Cardiovascular disease (CVD) is a major source of morbidity and mortality in adult CKD patients; yet is not well elucidated in young adults with CKD. Furthermore, racial and ethnic disparities in CVD and CKD progression has been found in research of pediatric and older-adult CKD populations, but has not been investigated specifically in young adults.
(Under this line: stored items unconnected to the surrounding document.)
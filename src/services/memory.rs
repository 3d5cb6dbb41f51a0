use axum::async_trait;
use dashmap::DashMap;
use uuid::Uuid;

use crate::models::post::{MediaFile, MediaRef, NewPost, Post, PostUpdate};
use crate::models::user::{CreateUser, Session, User};

use super::media::{is_media_id, media_ref, new_media_id, MediaStore};
use super::posts::PostService;
use super::sessions::SessionService;
use super::users::UserService;

/// Process-local backend. Nothing survives a restart.
#[derive(Default)]
pub struct MemoryBackend {
    users: DashMap<Uuid, User>,
    posts: DashMap<Uuid, Post>,
    sessions: DashMap<Uuid, Uuid>,
    media: DashMap<String, MediaFile>,
}

impl MemoryBackend {
    pub fn new() -> Self {
        Self::default()
    }

    fn newest_first(&self, limit: i64, keep: impl Fn(&Post) -> bool) -> Vec<Post> {
        let mut ps: Vec<Post> = self
            .posts
            .iter()
            .filter(|p| keep(p.value()))
            .map(|p| p.value().clone())
            .collect();
        ps.sort_by(|a, b| b.id.cmp(&a.id));
        ps.truncate(usize::try_from(limit).unwrap_or(0));
        ps
    }

    #[cfg(test)]
    pub fn media_count(&self) -> usize {
        self.media.len()
    }
}

#[async_trait]
impl UserService for MemoryBackend {
    async fn get_users(&self, limit: i64) -> anyhow::Result<Vec<User>> {
        let mut us: Vec<User> = self.users.iter().map(|u| u.value().clone()).collect();
        us.sort_by(|a, b| b.id.cmp(&a.id));
        us.truncate(usize::try_from(limit).unwrap_or(0));
        Ok(us)
    }

    async fn get_user(&self, id: Uuid) -> anyhow::Result<Option<User>> {
        Ok(self.users.get(&id).map(|u| u.value().clone()))
    }

    async fn create_user(&self, u: &CreateUser) -> anyhow::Result<User> {
        let user = User::from_new(u);
        let taken = self
            .users
            .iter()
            .any(|other| other.email == user.email || other.username == user.username);
        anyhow::ensure!(!taken, "email or username already registered");
        self.users.insert(user.id, user.clone());
        Ok(user)
    }
}

#[async_trait]
impl SessionService for MemoryBackend {
    async fn sign_in(&self, email: &str) -> anyhow::Result<Option<Session>> {
        let email = email.trim().to_lowercase();
        let Some(user_id) = self
            .users
            .iter()
            .find(|u| u.email == email)
            .map(|u| u.id)
        else {
            return Ok(None);
        };
        let session = Session::start(user_id);
        self.sessions.insert(session.token, user_id);
        Ok(Some(session))
    }

    async fn current_user(&self, token: Uuid) -> anyhow::Result<Option<User>> {
        let Some(user_id) = self.sessions.get(&token).map(|s| *s.value()) else {
            return Ok(None);
        };
        Ok(self.users.get(&user_id).map(|u| u.value().clone()))
    }

    async fn sign_out(&self, token: Uuid) -> anyhow::Result<()> {
        self.sessions
            .remove(&token)
            .map(|_| ())
            .ok_or_else(|| anyhow::anyhow!("no such session"))
    }
}

#[async_trait]
impl PostService for MemoryBackend {
    async fn create_post(&self, p: NewPost) -> anyhow::Result<Option<Post>> {
        let post = Post::from_new(p);
        self.posts.insert(post.id, post.clone());
        Ok(Some(post))
    }

    async fn update_post(&self, update: PostUpdate) -> anyhow::Result<Option<Post>> {
        let Some(mut post) = self.posts.get_mut(&update.post_id) else {
            return Ok(None);
        };
        post.apply(update.changes());
        Ok(Some(post.clone()))
    }

    async fn get_post(&self, id: Uuid) -> anyhow::Result<Option<Post>> {
        Ok(self.posts.get(&id).map(|p| p.value().clone()))
    }

    async fn recent_posts(&self, limit: i64) -> anyhow::Result<Vec<Post>> {
        Ok(self.newest_first(limit, |_| true))
    }

    async fn posts_with_tag(&self, tag: &str, limit: i64) -> anyhow::Result<Vec<Post>> {
        Ok(self.newest_first(limit, |p| p.tags.iter().any(|t| t == tag)))
    }

    async fn posts_by_creator(&self, user_id: Uuid, limit: i64) -> anyhow::Result<Vec<Post>> {
        Ok(self.newest_first(limit, |p| p.creator_id == user_id))
    }
}

#[async_trait]
impl MediaStore for MemoryBackend {
    async fn upload(&self, file: MediaFile) -> anyhow::Result<MediaRef> {
        let id = new_media_id(&file);
        self.media.insert(id.clone(), file);
        Ok(media_ref(id))
    }

    async fn delete(&self, media: &MediaRef) -> anyhow::Result<()> {
        self.media.remove(&media.id);
        Ok(())
    }

    async fn fetch(&self, id: &str) -> anyhow::Result<Option<MediaFile>> {
        if !is_media_id(id) {
            return Ok(None);
        }
        Ok(self.media.get(id).map(|m| m.value().clone()))
    }
}

#[cfg(test)]
mod tests {
    use super::*;

    fn alice() -> CreateUser {
        CreateUser {
            name: "Alice".into(),
            username: "alice".into(),
            email: "Alice@Example.com".into(),
            image_url: None,
        }
    }

    #[tokio::test]
    async fn session_lifecycle() {
        let backend = MemoryBackend::new();
        let user = backend.create_user(&alice()).await.unwrap();
        assert_eq!(user.email, "alice@example.com");

        assert!(backend.sign_in("nobody@example.com").await.unwrap().is_none());
        let session = backend.sign_in(" alice@example.com").await.unwrap().unwrap();
        assert_eq!(session.user_id, user.id);

        let current = backend.current_user(session.token).await.unwrap();
        assert_eq!(current, Some(user));

        backend.sign_out(session.token).await.unwrap();
        assert!(backend.current_user(session.token).await.unwrap().is_none());
        assert!(backend.sign_out(session.token).await.is_err());
    }

    #[tokio::test]
    async fn duplicate_email_rejected() {
        let backend = MemoryBackend::new();
        backend.create_user(&alice()).await.unwrap();
        assert!(backend.create_user(&alice()).await.is_err());
    }

    #[tokio::test]
    async fn update_unknown_post_is_empty() {
        let backend = MemoryBackend::new();
        let update = PostUpdate {
            post_id: Uuid::now_v7(),
            caption: "nothing here".into(),
            media: None,
            replaced: None,
            location: None,
            tags: vec![],
        };
        assert!(backend.update_post(update).await.unwrap().is_none());
    }

    #[tokio::test]
    async fn tag_filter() {
        let backend = MemoryBackend::new();
        let creator_id = Uuid::now_v7();
        for tags in [vec!["rust"], vec!["go"], vec!["rust", "web"]] {
            backend
                .create_post(NewPost {
                    creator_id,
                    caption: "tagged post".into(),
                    media: None,
                    location: None,
                    tags: tags.into_iter().map(String::from).collect(),
                })
                .await
                .unwrap();
        }
        assert_eq!(backend.posts_with_tag("rust", 10).await.unwrap().len(), 2);
        assert_eq!(backend.posts_with_tag("rust", 1).await.unwrap().len(), 1);
        assert_eq!(backend.posts_by_creator(creator_id, 10).await.unwrap().len(), 3);
    }
}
We studied 317 participants aged 21-40yrs of age with mild to moderate CKD enrolled in the Chronic Renal Insufficiency Cohort (CRIC) Study, of whom, 174 were black or Hispanic. We calculated incidence rates for CV events (heart failure [HF], MI, stroke, and death) and CKD progression (50% decline in eGFR or ESRD) for all young adult participants and as stratified by race and ethnicity. Cox proportional hazards regression models were constructed to test the association between race/ethnicity and CV events and CKD progression, adjusting for age, sex, eGFR, UACr, baseline SBP, and APOL1 status.


HF, mortality and CKD progression had the highest incidence rates amongst young adults with CKD (Figure 1). Rates of these events were higher among Black and Hispanic participants: HF (17.5 vs. 5.1/1000 person-years), all-cause mortality (15.2 vs. 7.1/1000 person-years), and CKD progression (125 vs. 59/1000 person-years). Lastly, in adjusted models, black or Hispanic status was significantly associated with higher risk of CV events (HR: 1.25, 95%CI: 1.12-1.41) and CKD progression (HR: 1.38, 95%CI: 1.21-1.57).


Young adults with CKD in the CRIC study experience high incidence rates of cardiovascular disease. The burden of disease is even higher for black and Hispanic participants with CKD. Further research is required to better understand the factors underlying racial disparities in young adults with CKD.